Search code examples
python-3.xtext-filesread-write

python read and write to file adds unexpected chars when script interrupted


Here’s my problem, I have a script that has many steps, basically it opens a file, reads it and after reading it it writes back into the file. All is good when the script completes. Problems occur when there is an exception of sorts or the script is interrupted. I open the file in ‘r+’ mode because if I open it in ‘w’ mode, the file becomes blank right away, and if the script is interrupted, it stays blank, while I want it to keep the previous value. Below is an example, but not the exact script I am running If the script is interrupted (or exception occurs, even if it is handled), the value inside the test.txt will be “myVar=13e” or “myVar=13ne”. Not always, but often. Why does it happen and how to avoid it?

import time
from test import myVar
file_path = "./test.py"
with open(file_path, 'r+', encoding=‘utf-8’) as f:
    # read the file content which is for example “myVar=11”
    # do calculations with myVar
    #str_to_oc = "myVar="+str(row[0]) #row[0] is fetched from database, it’s ID of the record. It’s an integer
    str_to_oc = “myVar=“+str(13) # I hardcoded the 13 value here instead of the database row[0]
    time.sleep(3) #just adding a delay so you can interrupt easily
    # write back a string “myVar=13” which is he new value of 13
    f.write(str_to_oc)

Edited the code sample to make it easy to test

One more point: things like this can happen due to the default encoding of the system on which the script is running. The solution would be to always specify the encoding explicitly on both read and write with something like encoding='utf_8'


Solution

  • You are seeing a buffering effect.

    You can reduce the effect by tacking on a flush call:

        f.write(str_to_oc)
        f.flush()
    

    A CTRL/C arrives asynchronously, so this won't fix it entirely. Also, if you choose to insert / delete, so that individual records and the overall file size change, you will be unhappy with how old + new records are misaligned.

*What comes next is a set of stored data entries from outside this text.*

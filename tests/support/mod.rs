//! Shared fixtures for integration tests

#![allow(dead_code)]

use repkeeper::{Manager, RepkeeperConfig, Store};
use std::fs;
use std::path::{Path, PathBuf};
use std::sync::Arc;
use tempfile::TempDir;

/// A throwaway apps/dist/plans/database layout under one temp directory
pub struct Workspace {
    pub temp: TempDir,
    pub config: RepkeeperConfig,
}

impl Workspace {
    pub fn new() -> Self {
        let temp = TempDir::new().expect("create temp dir");
        let root = temp.path();
        let config = RepkeeperConfig {
            apps_directory: root.join("apps"),
            output_directory: root.join("dist"),
            deployment_plans_directory: root.join("plans"),
            database_path: root.join("meta/repkeeper.db"),
            ..RepkeeperConfig::default()
        };
        fs::create_dir_all(&config.apps_directory).expect("create apps dir");
        Self { temp, config }
    }

    pub fn root(&self) -> &Path {
        self.temp.path()
    }

    pub fn app_dir(&self, app: &str) -> PathBuf {
        self.config.apps_directory.join(app)
    }

    pub fn write(&self, app: &str, rel: &str, contents: &str) {
        let path = self.app_dir(app).join(rel);
        fs::create_dir_all(path.parent().expect("parent")).expect("create parent");
        fs::write(path, contents).expect("write file");
    }

    pub fn remove(&self, app: &str, rel: &str) {
        fs::remove_file(self.app_dir(app).join(rel)).expect("remove file");
    }

    pub fn archive(&self, app: &str, version: i64) -> PathBuf {
        self.config
            .output_directory
            .join(format!("{}_v{}.tar.gz", app, version))
    }

    pub fn plan(&self, app: &str, version: i64) -> PathBuf {
        self.config
            .deployment_plans_directory
            .join(format!("{}_v{}_deployment_plan.md", app, version))
    }

    pub fn open_store(&self) -> Arc<Store> {
        Arc::new(Store::open(&self.config.database_path).expect("open store"))
    }

    pub fn manager(&self) -> Manager {
        Manager::new(self.config.clone(), self.open_store())
    }

    /// Writes a YAML configuration pointing at this workspace.
    pub fn write_config(&self) -> PathBuf {
        let path = self.root().join("repkeeper.yaml");
        let yaml = serde_yaml::to_string(&self.config).expect("serialize config");
        fs::write(&path, yaml).expect("write config");
        path
    }
}

pub fn output_dir_entries(dir: &Path) -> Vec<String> {
    let mut names: Vec<String> = fs::read_dir(dir)
        .map(|entries| {
            entries
                .filter_map(Result::ok)
                .map(|e| e.file_name().to_string_lossy().into_owned())
                .collect()
        })
        .unwrap_or_default();
    names.sort();
    names
}
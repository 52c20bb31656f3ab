//! repkeeper - change detection and versioned packaging for application trees
//!
//! repkeeper watches a directory whose immediate subdirectories are
//! applications. For each one it computes a content fingerprint, compares it
//! with the fingerprint recorded in SQLite, and when the content changed it
//! bumps the application's version, writes `{app}_v{version}.tar.gz` and
//! emits a deployment plan.
//!
//! # Example Usage
//!
//! ```no_run
//! use repkeeper::{Manager, RepkeeperConfig, Store};
//! use std::sync::Arc;
//!
//! # async fn example() -> Result<(), Box<dyn std::error::Error>> {
//! let config = RepkeeperConfig::load(None)?;
//! let store = Arc::new(Store::open(&config.database_path)?);
//! let summary = Manager::new(config, store).run().await?;
//!
//! for outcome in &summary.outcomes {
//!     println!("{} v{} {}", outcome.name, outcome.version, outcome.action);
//! }
//! # Ok(())
//! # }
//! ```
//!
//! # Project Structure
//!
//! - [`hash`]: streaming SHA-256 of file contents
//! - [`fingerprint`]: per-tree mapping of relative path to digest
//! - [`detect`]: comparing fingerprints
//! - [`store`]: versions, statuses, fingerprints and notes in SQLite
//! - [`packager`]: staged tar.gz archives
//! - [`plan`]: deployment plan documents
//! - [`workflow`]: the per-application state machine and concurrent runs
//! - [`discrepancy`]: read-only consistency report

pub mod cli;
pub mod config;
pub mod detect;
pub mod discrepancy;
pub mod fingerprint;
pub mod hash;
pub mod packager;
pub mod plan;
pub mod progress;
pub mod store;
pub mod util;
pub mod workflow;

pub use config::{ConfigError, RepkeeperConfig};
pub use detect::ChangeSet;
pub use discrepancy::{DiscrepancyAnalyzer, DiscrepancyReport, Finding};
pub use fingerprint::{Fingerprint, FingerprintError, TreeFingerprinter};
pub use packager::{Packager, PackagingError};
pub use store::{AppRecord, AppStatus, Note, StorageError, Store};
pub use util::{init_logging, LoggingConfig};
pub use workflow::{AppAction, AppOutcome, Manager, ProcessError, RunSummary, WorkflowError};

/// Library version
pub const VERSION: &str = env!("CARGO_PKG_VERSION");

/// Library name
pub const NAME: &str = env!("CARGO_PKG_NAME");

#[cfg(test)]
mod tests {
    use super::*;

    #[test]
    fn test_version_exists() {
        assert!(!VERSION.is_empty());
    }

    #[test]
    fn test_name() {
        assert_eq!(NAME, "repkeeper");
    }
}
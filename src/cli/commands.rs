use clap::{Parser, Subcommand, ValueEnum};
use std::path::PathBuf;

/// Change detection and versioned packaging for a directory of applications
#[derive(Parser, Debug)]
#[command(
    name = "repkeeper",
    about = "Change detection and versioned packaging for a directory of applications",
    version,
    long_about = "repkeeper fingerprints every application under an apps directory, \
                  keeps a version and status per application in SQLite, and writes a \
                  versioned tar.gz archive plus a deployment plan whenever an \
                  application's content changes."
)]
pub struct CliArgs {
    #[command(subcommand)]
    pub command: Commands,

    #[arg(
        short = 'c',
        long,
        global = true,
        value_name = "FILE",
        help = "Configuration file (defaults to ./repkeeper.yaml when present)"
    )]
    pub config: Option<PathBuf>,

    #[arg(long, global = true, value_name = "LEVEL", help = "Set logging level")]
    pub log_level: Option<String>,

    #[arg(short = 'v', long, global = true, help = "Enable debug logging")]
    pub verbose: bool,

    #[arg(
        short = 'q',
        long,
        global = true,
        conflicts_with = "verbose",
        help = "Quiet mode - suppress non-error output"
    )]
    pub quiet: bool,
}

#[derive(Subcommand, Debug)]
pub enum Commands {
    #[command(
        about = "Detect changes and package applications",
        long_about = "Fingerprints every application directory, bumps versions for changed \
                      applications, and writes archives and deployment plans.\n\n\
                      Examples:\n  \
                      repkeeper run\n  \
                      repkeeper run --app billing\n  \
                      repkeeper run --jobs 4 --format json"
    )]
    Run(RunArgs),

    #[command(
        about = "Show recorded versions and statuses",
        long_about = "Lists application records from the database.\n\n\
                      Examples:\n  \
                      repkeeper status\n  \
                      repkeeper status billing\n  \
                      repkeeper status --all --format yaml"
    )]
    Status(StatusArgs),

    #[command(about = "Print the fingerprint of a directory")]
    Fingerprint(FingerprintArgs),

    #[command(about = "Fingerprint the contents of an archive")]
    Verify(VerifyArgs),

    #[command(
        about = "Report mismatches between the apps directory and the database",
        long_about = "Finds unregistered directories, registered applications without a \
                      directory, missing required files and TODO/FIXME markers. Never \
                      modifies the database.\n\n\
                      Examples:\n  \
                      repkeeper discrepancies\n  \
                      repkeeper discrepancies --output report.md"
    )]
    Discrepancies(DiscrepanciesArgs),

    #[command(about = "Attach a note to an application")]
    AddNote(AddNoteArgs),

    #[command(about = "Show the notes attached to an application")]
    ShowNotes(AppArg),

    #[command(about = "Stop processing an application, keeping its history")]
    Retire(AppArg),

    #[command(about = "Resume processing a retired application")]
    Reinstate(AppArg),

    #[command(
        about = "Write the deployment plan for an application",
        long_about = "Re-emits the deployment plan for the recorded version, or for the \
                      given version.\n\n\
                      Examples:\n  \
                      repkeeper plan billing\n  \
                      repkeeper plan billing --version 3"
    )]
    Plan(PlanArgs),

    #[command(about = "Show the resolved configuration")]
    Config(ConfigArgs),
}

#[derive(Parser, Debug, Clone)]
pub struct RunArgs {
    #[arg(long, value_name = "NAME", help = "Process only this application")]
    pub app: Option<String>,

    #[arg(
        short = 'j',
        long,
        value_name = "N",
        help = "Applications processed concurrently (overrides configuration)"
    )]
    pub jobs: Option<usize>,

    #[arg(
        short = 'f',
        long,
        value_enum,
        default_value = "human",
        help = "Output format"
    )]
    pub format: OutputFormatArg,
}

#[derive(Parser, Debug, Clone)]
pub struct StatusArgs {
    #[arg(value_name = "APP", help = "Show a single application")]
    pub app: Option<String>,

    #[arg(long, help = "Include retired applications")]
    pub all: bool,

    #[arg(
        short = 'f',
        long,
        value_enum,
        default_value = "human",
        help = "Output format"
    )]
    pub format: OutputFormatArg,
}

#[derive(Parser, Debug, Clone)]
pub struct FingerprintArgs {
    #[arg(value_name = "DIR", help = "Directory to fingerprint")]
    pub directory: PathBuf,

    #[arg(
        short = 'f',
        long,
        value_enum,
        default_value = "human",
        help = "Output format"
    )]
    pub format: OutputFormatArg,
}

#[derive(Parser, Debug, Clone)]
pub struct VerifyArgs {
    #[arg(value_name = "ARCHIVE", help = "Archive written by `repkeeper run`")]
    pub archive: PathBuf,

    #[arg(
        short = 'f',
        long,
        value_enum,
        default_value = "human",
        help = "Output format"
    )]
    pub format: OutputFormatArg,
}

#[derive(Parser, Debug, Clone)]
pub struct DiscrepanciesArgs {
    #[arg(
        short = 'o',
        long,
        value_name = "FILE",
        help = "Report path (defaults to <output_directory>/discrepancy_report.md)"
    )]
    pub output: Option<PathBuf>,
}

#[derive(Parser, Debug, Clone)]
pub struct AddNoteArgs {
    #[arg(value_name = "APP")]
    pub app: String,

    #[arg(value_name = "NOTE")]
    pub note: String,
}

#[derive(Parser, Debug, Clone)]
pub struct AppArg {
    #[arg(value_name = "APP")]
    pub app: String,
}

#[derive(Parser, Debug, Clone)]
pub struct PlanArgs {
    #[arg(value_name = "APP")]
    pub app: String,

    #[arg(long, value_name = "N", help = "Version to plan (defaults to the recorded one)")]
    pub version: Option<i64>,
}

#[derive(Parser, Debug, Clone)]
pub struct ConfigArgs {
    #[arg(
        short = 'f',
        long,
        value_enum,
        default_value = "human",
        help = "Output format"
    )]
    pub format: OutputFormatArg,
}

#[derive(ValueEnum, Debug, Clone, Copy, PartialEq, Eq)]
pub enum OutputFormatArg {
    Json,
    Yaml,
    Human,
}

impl From<OutputFormatArg> for super::output::OutputFormat {
    fn from(arg: OutputFormatArg) -> Self {
        match arg {
            OutputFormatArg::Json => super::output::OutputFormat::Json,
            OutputFormatArg::Yaml => super::output::OutputFormat::Yaml,
            OutputFormatArg::Human => super::output::OutputFormat::Human,
        }
    }
}

#[cfg(test)]
mod tests {
    use super::*;
    use clap::CommandFactory;

    #[test]
    fn test_cli_args_verify() {
        CliArgs::command().debug_assert();
    }

    #[test]
    fn test_default_run_args() {
        let args = CliArgs::parse_from(["repkeeper", "run"]);
        match args.command {
            Commands::Run(run) => {
                assert!(run.app.is_none());
                assert!(run.jobs.is_none());
                assert_eq!(run.format, OutputFormatArg::Human);
            }
            _ => panic!("Expected Run command"),
        }
        assert!(args.config.is_none());
        assert!(!args.verbose);
    }

    #[test]
    fn test_run_with_options() {
        let args = CliArgs::parse_from([
            "repkeeper", "run", "--app", "billing", "-j", "4", "--format", "json",
        ]);
        match args.command {
            Commands::Run(run) => {
                assert_eq!(run.app.as_deref(), Some("billing"));
                assert_eq!(run.jobs, Some(4));
                assert_eq!(run.format, OutputFormatArg::Json);
            }
            _ => panic!("Expected Run command"),
        }
    }

    #[test]
    fn test_global_flags_after_subcommand() {
        let args = CliArgs::parse_from([
            "repkeeper",
            "status",
            "--all",
            "--config",
            "/etc/repkeeper.toml",
            "--log-level",
            "debug",
        ]);
        assert_eq!(args.config, Some(PathBuf::from("/etc/repkeeper.toml")));
        assert_eq!(args.log_level.as_deref(), Some("debug"));
        match args.command {
            Commands::Status(status) => {
                assert!(status.all);
                assert!(status.app.is_none());
            }
            _ => panic!("Expected Status command"),
        }
    }

    #[test]
    fn test_add_note() {
        let args = CliArgs::parse_from(["repkeeper", "add-note", "web", "rotated keys"]);
        match args.command {
            Commands::AddNote(note) => {
                assert_eq!(note.app, "web");
                assert_eq!(note.note, "rotated keys");
            }
            _ => panic!("Expected AddNote command"),
        }
    }

    #[test]
    fn test_plan_version() {
        let args = CliArgs::parse_from(["repkeeper", "plan", "web", "--version", "3"]);
        match args.command {
            Commands::Plan(plan) => {
                assert_eq!(plan.app, "web");
                assert_eq!(plan.version, Some(3));
            }
            _ => panic!("Expected Plan command"),
        }
    }

    #[test]
    fn test_verbose_conflicts_with_quiet() {
        let result = CliArgs::try_parse_from(["repkeeper", "-v", "-q", "status"]);
        assert!(result.is_err());
    }

    #[test]
    fn test_fingerprint_requires_directory() {
        let result = CliArgs::try_parse_from(["repkeeper", "fingerprint"]);
        assert!(result.is_err());
    }
}
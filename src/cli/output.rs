//! Output formatting for multiple formats
//!
//! Every command result can be rendered as JSON, YAML or human-readable
//! text. JSON and YAML serialize the result types directly; the human
//! renderings are hand-laid tables and trees.
//!
//! # Example
//!
//! ```ignore
//! use repkeeper::cli::output::{OutputFormat, OutputFormatter};
//!
//! let formatter = OutputFormatter::new(OutputFormat::Json);
//! println!("{}", formatter.format_run(&summary)?);
//! ```

use anyhow::{Context, Result};
use serde::Serialize;
use std::collections::BTreeMap;
use std::fmt::Write as _;

use crate::config::RepkeeperConfig;
use crate::fingerprint::FingerprintScan;
use crate::packager::ArchiveContents;
use crate::store::{AppRecord, Note};
use crate::workflow::{AppAction, RunSummary};

const RULE: &str = "━━━━━━━━━━━━━━━━━━━━━━━━━━━━━━━━━━━━━━━━";

/// Output format enumeration
#[derive(Debug, Clone, Copy, PartialEq, Eq)]
pub enum OutputFormat {
    /// JSON format (machine-readable)
    Json,
    /// YAML format (human-friendly, version-control friendly)
    Yaml,
    /// Human-readable formatted text
    Human,
}

pub struct OutputFormatter {
    format: OutputFormat,
}

impl OutputFormatter {
    pub fn new(format: OutputFormat) -> Self {
        Self { format }
    }

    fn serialize<T: Serialize + ?Sized>(&self, value: &T, what: &str) -> Result<Option<String>> {
        match self.format {
            OutputFormat::Json => serde_json::to_string_pretty(value)
                .map(Some)
                .with_context(|| format!("Failed to serialize {} to JSON", what)),
            OutputFormat::Yaml => serde_yaml::to_string(value)
                .map(Some)
                .with_context(|| format!("Failed to serialize {} to YAML", what)),
            OutputFormat::Human => Ok(None),
        }
    }

    pub fn format_run(&self, summary: &RunSummary) -> Result<String> {
        if let Some(out) = self.serialize(summary, "run summary")? {
            return Ok(out);
        }

        let mut output = String::new();
        if summary.has_failures() {
            output.push_str("\u{26A0} Run completed with failures\n");
        } else {
            output.push_str("\u{2713} Run complete\n");
        }
        let _ = writeln!(output, "{}\n", RULE);

        if summary.outcomes.is_empty() && summary.failures.is_empty() {
            output.push_str("No applications found.\n");
        }

        for outcome in &summary.outcomes {
            let _ = write!(
                output,
                "{:<24} v{:<4} {:<11}",
                outcome.name, outcome.version, outcome.action
            );
            if let Some(ref archive) = outcome.archive {
                let _ = write!(output, " {}", archive.display());
            }
            output.push('\n');

            if outcome.action == AppAction::Updated {
                let changes = &outcome.changes;
                let _ = writeln!(
                    output,
                    "\u{2514}\u{2500} +{} -{} ~{}",
                    changes.added.len(),
                    changes.removed.len(),
                    changes.modified.len()
                );
            }
            if !outcome.skipped.is_empty() {
                let _ = writeln!(
                    output,
                    "\u{2514}\u{2500} {} entries skipped",
                    outcome.skipped.len()
                );
            }
        }

        if !summary.failures.is_empty() {
            output.push_str("\n\u{26A0} Failures:\n");
            for failure in &summary.failures {
                let _ = writeln!(output, "  - {}: {}", failure.name, failure.error);
            }
        }

        let _ = writeln!(
            output,
            "\n{} created, {} updated, {} repackaged, {} unchanged, {} failed in {}ms",
            summary.count(AppAction::Created),
            summary.count(AppAction::Updated),
            summary.count(AppAction::Repackaged),
            summary.count(AppAction::Unchanged),
            summary.failures.len(),
            summary.duration_ms
        );
        Ok(output)
    }

    pub fn format_status(&self, records: &[AppRecord]) -> Result<String> {
        if let Some(out) = self.serialize(records, "application records")? {
            return Ok(out);
        }

        if records.is_empty() {
            return Ok("No applications recorded.\n".to_string());
        }

        let mut output = String::new();
        let _ = writeln!(
            output,
            "{:<24} {:>7}  {:<9} {:<26} ARCHIVE",
            "APPLICATION", "VERSION", "STATUS", "UPDATED"
        );
        for record in records {
            let status = if record.is_retired() {
                format!("{} (retired)", record.status)
            } else {
                record.status.to_string()
            };
            let _ = writeln!(
                output,
                "{:<24} {:>7}  {:<9} {:<26} {}",
                record.name,
                record.version,
                status,
                record.last_updated,
                record.package_path.as_deref().unwrap_or("-")
            );
        }
        Ok(output)
    }

    pub fn format_fingerprint(&self, scan: &FingerprintScan) -> Result<String> {
        let value = serde_json::json!({
            "files": scan.fingerprint,
            "skipped": scan.skipped,
        });
        if let Some(out) = self.serialize(&value, "fingerprint")? {
            return Ok(out);
        }

        let mut output = String::new();
        for (path, digest) in scan.fingerprint.iter() {
            let _ = writeln!(output, "{}  {}", digest, path);
        }
        for skipped in &scan.skipped {
            let _ = writeln!(output, "# skipped {} ({:?})", skipped.path, skipped.reason);
        }
        let _ = writeln!(output, "\n{} files", scan.fingerprint.len());
        Ok(output)
    }

    pub fn format_archive(&self, contents: &ArchiveContents) -> Result<String> {
        if let Some(out) = self.serialize(contents, "archive contents")? {
            return Ok(out);
        }

        let mut output = String::new();
        let _ = writeln!(output, "Root: {}/", contents.root);
        for (path, digest) in contents.fingerprint.iter() {
            let _ = writeln!(output, "{}  {}", digest, path);
        }
        let _ = writeln!(output, "\n{} files", contents.fingerprint.len());
        Ok(output)
    }

    pub fn format_notes(&self, app: &str, notes: &[Note]) -> Result<String> {
        if let Some(out) = self.serialize(notes, "notes")? {
            return Ok(out);
        }

        if notes.is_empty() {
            return Ok(format!("No notes for {}.\n", app));
        }
        let mut output = format!("Notes for {}:\n", app);
        for note in notes {
            let _ = writeln!(output, "  [{}] {}", note.created_at, note.note);
        }
        Ok(output)
    }

    pub fn format_config(&self, config: &RepkeeperConfig) -> Result<String> {
        let map: BTreeMap<String, String> = config.to_display_map().into_iter().collect();
        if let Some(out) = self.serialize(&map, "config")? {
            return Ok(out);
        }
        Ok(config.to_string())
    }
}

#[cfg(test)]
mod tests {
    use super::*;
    use crate::detect::ChangeSet;
    use crate::fingerprint::Fingerprint;
    use crate::store::AppStatus;
    use crate::workflow::{AppFailure, AppOutcome};
    use std::path::PathBuf;

    fn summary() -> RunSummary {
        RunSummary {
            outcomes: vec![AppOutcome {
                name: "foo".to_string(),
                action: AppAction::Updated,
                version: 2,
                status: AppStatus::Packaged,
                archive: Some(PathBuf::from("dist/foo_v2.tar.gz")),
                plan: Some(PathBuf::from("plans/foo_v2_deployment_plan.md")),
                changes: ChangeSet {
                    added: vec![],
                    removed: vec!["b.txt".to_string()],
                    modified: vec!["a.txt".to_string()],
                },
                skipped: vec![],
            }],
            failures: vec![AppFailure {
                name: "bar".to_string(),
                error: "Application directory not found: apps/bar".to_string(),
            }],
            duration_ms: 12,
        }
    }

    fn record() -> AppRecord {
        AppRecord {
            id: 1,
            name: "foo".to_string(),
            version: 2,
            status: AppStatus::Packaged,
            last_updated: "2024-05-01T10:00:00+00:00".to_string(),
            package_path: Some("dist/foo_v2.tar.gz".to_string()),
            retired_at: None,
        }
    }

    #[test]
    fn test_json_format() {
        let formatter = OutputFormatter::new(OutputFormat::Json);
        let output = formatter.format_run(&summary()).unwrap();

        let parsed: serde_json::Value = serde_json::from_str(&output).unwrap();
        assert_eq!(parsed["outcomes"][0]["action"], "updated");
        assert_eq!(parsed["outcomes"][0]["status"], "packaged");
        assert_eq!(parsed["failures"][0]["name"], "bar");
    }

    #[test]
    fn test_yaml_format() {
        let formatter = OutputFormatter::new(OutputFormat::Yaml);
        let output = formatter.format_status(&[record()]).unwrap();

        assert!(output.contains("name: foo"));
        assert!(output.contains("version: 2"));
        assert!(output.contains("status: packaged"));
    }

    #[test]
    fn test_human_run_format() {
        let formatter = OutputFormatter::new(OutputFormat::Human);
        let output = formatter.format_run(&summary()).unwrap();

        assert!(output.contains("Run completed with failures"));
        assert!(output.contains("foo"));
        assert!(output.contains("+0 -1 ~1"));
        assert!(output.contains("bar: Application directory not found"));
        assert!(output.contains("0 created, 1 updated"));
    }

    #[test]
    fn test_human_status_format() {
        let formatter = OutputFormatter::new(OutputFormat::Human);
        let mut retired = record();
        retired.name = "old".to_string();
        retired.retired_at = Some("2024-06-01T00:00:00+00:00".to_string());

        let output = formatter.format_status(&[record(), retired]).unwrap();
        assert!(output.starts_with("APPLICATION"));
        assert!(output.contains("dist/foo_v2.tar.gz"));
        assert!(output.contains("packaged (retired)"));

        let empty = formatter.format_status(&[]).unwrap();
        assert_eq!(empty, "No applications recorded.\n");
    }

    #[test]
    fn test_fingerprint_json_format() {
        let scan = FingerprintScan {
            fingerprint: [("a.txt".to_string(), "abc".to_string())]
                .into_iter()
                .collect::<Fingerprint>(),
            skipped: vec![],
        };
        let formatter = OutputFormatter::new(OutputFormat::Json);
        let output = formatter.format_fingerprint(&scan).unwrap();

        let parsed: serde_json::Value = serde_json::from_str(&output).unwrap();
        assert_eq!(parsed["files"]["a.txt"], "abc");
    }

    #[test]
    fn test_config_formats() {
        let config = RepkeeperConfig::default();
        let human = OutputFormatter::new(OutputFormat::Human)
            .format_config(&config)
            .unwrap();
        assert!(human.contains("Repkeeper Configuration:"));

        let json = OutputFormatter::new(OutputFormat::Json)
            .format_config(&config)
            .unwrap();
        let parsed: serde_json::Value = serde_json::from_str(&json).unwrap();
        assert_eq!(parsed["jobs"], "1");
    }
}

    Behind the scenes, an io.BufferedWriter is occasionally requesting a raw write, which turns into an OS-level syscall. You say that CTRL/C or fatal stack trace causes the program to terminate early. In that case the whole python interpreter process exits, causing implicit close(), which can lead to a combination of old + new bytes being read from your file. Note that a multibyte UTF8 code point can span disk blocks, which may lead to unhappiness.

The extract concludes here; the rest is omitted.